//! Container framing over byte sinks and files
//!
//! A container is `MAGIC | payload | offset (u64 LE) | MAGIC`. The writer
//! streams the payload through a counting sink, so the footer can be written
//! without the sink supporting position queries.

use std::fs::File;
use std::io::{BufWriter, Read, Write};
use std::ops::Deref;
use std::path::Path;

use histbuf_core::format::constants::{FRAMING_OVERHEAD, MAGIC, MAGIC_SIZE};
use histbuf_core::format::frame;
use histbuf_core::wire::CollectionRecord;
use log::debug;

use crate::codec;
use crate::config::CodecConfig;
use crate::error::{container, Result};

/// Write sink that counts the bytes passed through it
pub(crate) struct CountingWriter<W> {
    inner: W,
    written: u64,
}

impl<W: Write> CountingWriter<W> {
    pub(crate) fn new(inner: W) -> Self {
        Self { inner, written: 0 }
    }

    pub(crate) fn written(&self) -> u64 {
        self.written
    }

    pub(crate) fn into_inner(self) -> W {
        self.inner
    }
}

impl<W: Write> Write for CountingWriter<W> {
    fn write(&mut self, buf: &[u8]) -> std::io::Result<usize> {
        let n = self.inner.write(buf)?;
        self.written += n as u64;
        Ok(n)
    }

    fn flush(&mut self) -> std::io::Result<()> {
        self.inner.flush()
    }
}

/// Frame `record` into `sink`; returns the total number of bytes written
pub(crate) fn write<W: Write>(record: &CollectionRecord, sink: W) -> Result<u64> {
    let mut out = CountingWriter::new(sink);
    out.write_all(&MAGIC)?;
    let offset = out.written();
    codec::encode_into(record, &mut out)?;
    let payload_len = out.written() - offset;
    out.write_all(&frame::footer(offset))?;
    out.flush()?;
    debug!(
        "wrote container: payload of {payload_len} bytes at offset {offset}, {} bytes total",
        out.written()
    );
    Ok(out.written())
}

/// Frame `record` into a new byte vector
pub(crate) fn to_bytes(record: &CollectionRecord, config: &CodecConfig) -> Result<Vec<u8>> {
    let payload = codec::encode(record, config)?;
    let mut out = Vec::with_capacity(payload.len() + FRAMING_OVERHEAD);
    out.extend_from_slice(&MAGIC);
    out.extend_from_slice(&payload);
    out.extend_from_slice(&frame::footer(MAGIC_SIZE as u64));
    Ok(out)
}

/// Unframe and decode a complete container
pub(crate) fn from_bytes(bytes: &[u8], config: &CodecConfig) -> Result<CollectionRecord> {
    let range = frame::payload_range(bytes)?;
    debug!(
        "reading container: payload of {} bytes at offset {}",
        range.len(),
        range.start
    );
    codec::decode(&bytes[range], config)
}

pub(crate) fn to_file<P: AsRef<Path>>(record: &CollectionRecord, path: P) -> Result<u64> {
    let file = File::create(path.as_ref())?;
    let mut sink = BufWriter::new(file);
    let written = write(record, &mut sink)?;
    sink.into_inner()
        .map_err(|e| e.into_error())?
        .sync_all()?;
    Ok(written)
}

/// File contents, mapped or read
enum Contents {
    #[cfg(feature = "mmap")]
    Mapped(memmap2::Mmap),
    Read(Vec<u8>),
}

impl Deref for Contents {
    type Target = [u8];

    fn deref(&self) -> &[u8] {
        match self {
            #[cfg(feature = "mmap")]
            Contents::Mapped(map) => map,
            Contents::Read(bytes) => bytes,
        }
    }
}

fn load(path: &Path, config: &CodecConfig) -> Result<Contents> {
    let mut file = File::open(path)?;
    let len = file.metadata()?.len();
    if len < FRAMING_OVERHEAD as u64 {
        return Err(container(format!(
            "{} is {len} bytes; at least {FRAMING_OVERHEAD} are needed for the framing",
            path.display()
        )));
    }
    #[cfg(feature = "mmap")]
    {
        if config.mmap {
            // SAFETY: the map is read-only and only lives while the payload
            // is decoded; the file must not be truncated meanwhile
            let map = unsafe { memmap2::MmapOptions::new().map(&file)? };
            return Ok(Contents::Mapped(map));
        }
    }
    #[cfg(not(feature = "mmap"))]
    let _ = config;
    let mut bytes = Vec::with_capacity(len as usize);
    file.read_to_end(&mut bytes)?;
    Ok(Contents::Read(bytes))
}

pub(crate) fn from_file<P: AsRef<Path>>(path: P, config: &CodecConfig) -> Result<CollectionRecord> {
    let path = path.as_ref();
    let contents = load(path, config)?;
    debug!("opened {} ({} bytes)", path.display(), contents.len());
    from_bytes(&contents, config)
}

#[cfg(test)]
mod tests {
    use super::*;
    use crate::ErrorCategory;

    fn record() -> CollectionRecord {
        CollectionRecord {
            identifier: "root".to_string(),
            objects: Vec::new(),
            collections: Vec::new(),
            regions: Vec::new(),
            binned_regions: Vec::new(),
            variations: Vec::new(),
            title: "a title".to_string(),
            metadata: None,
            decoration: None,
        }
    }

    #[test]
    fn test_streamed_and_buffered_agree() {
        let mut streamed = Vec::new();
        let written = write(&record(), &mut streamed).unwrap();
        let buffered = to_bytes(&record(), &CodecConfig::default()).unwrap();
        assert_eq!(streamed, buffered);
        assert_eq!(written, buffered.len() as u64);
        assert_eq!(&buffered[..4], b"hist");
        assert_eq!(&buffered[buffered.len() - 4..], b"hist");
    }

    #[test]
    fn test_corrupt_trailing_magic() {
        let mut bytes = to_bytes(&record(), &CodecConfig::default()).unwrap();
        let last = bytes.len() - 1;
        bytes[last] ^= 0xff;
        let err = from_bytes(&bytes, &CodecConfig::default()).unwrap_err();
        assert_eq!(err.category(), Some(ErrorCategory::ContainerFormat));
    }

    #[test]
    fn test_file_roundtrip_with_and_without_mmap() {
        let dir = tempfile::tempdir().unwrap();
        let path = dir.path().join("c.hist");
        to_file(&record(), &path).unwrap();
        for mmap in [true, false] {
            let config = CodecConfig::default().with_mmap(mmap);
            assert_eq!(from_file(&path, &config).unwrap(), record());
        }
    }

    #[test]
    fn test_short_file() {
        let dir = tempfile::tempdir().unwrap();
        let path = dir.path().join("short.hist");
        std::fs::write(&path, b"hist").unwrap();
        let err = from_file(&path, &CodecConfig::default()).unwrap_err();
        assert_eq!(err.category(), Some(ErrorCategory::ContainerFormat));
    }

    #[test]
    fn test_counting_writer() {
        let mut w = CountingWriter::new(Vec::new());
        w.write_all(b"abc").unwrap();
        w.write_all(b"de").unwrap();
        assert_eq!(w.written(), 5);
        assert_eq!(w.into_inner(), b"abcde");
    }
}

What you need to do – Keep only the lines of the listing that contain the word "BufWriter", and copy them.

Answer below –
use std::io::{BufWriter, Read, Write};
    let mut sink = BufWriter::new(file);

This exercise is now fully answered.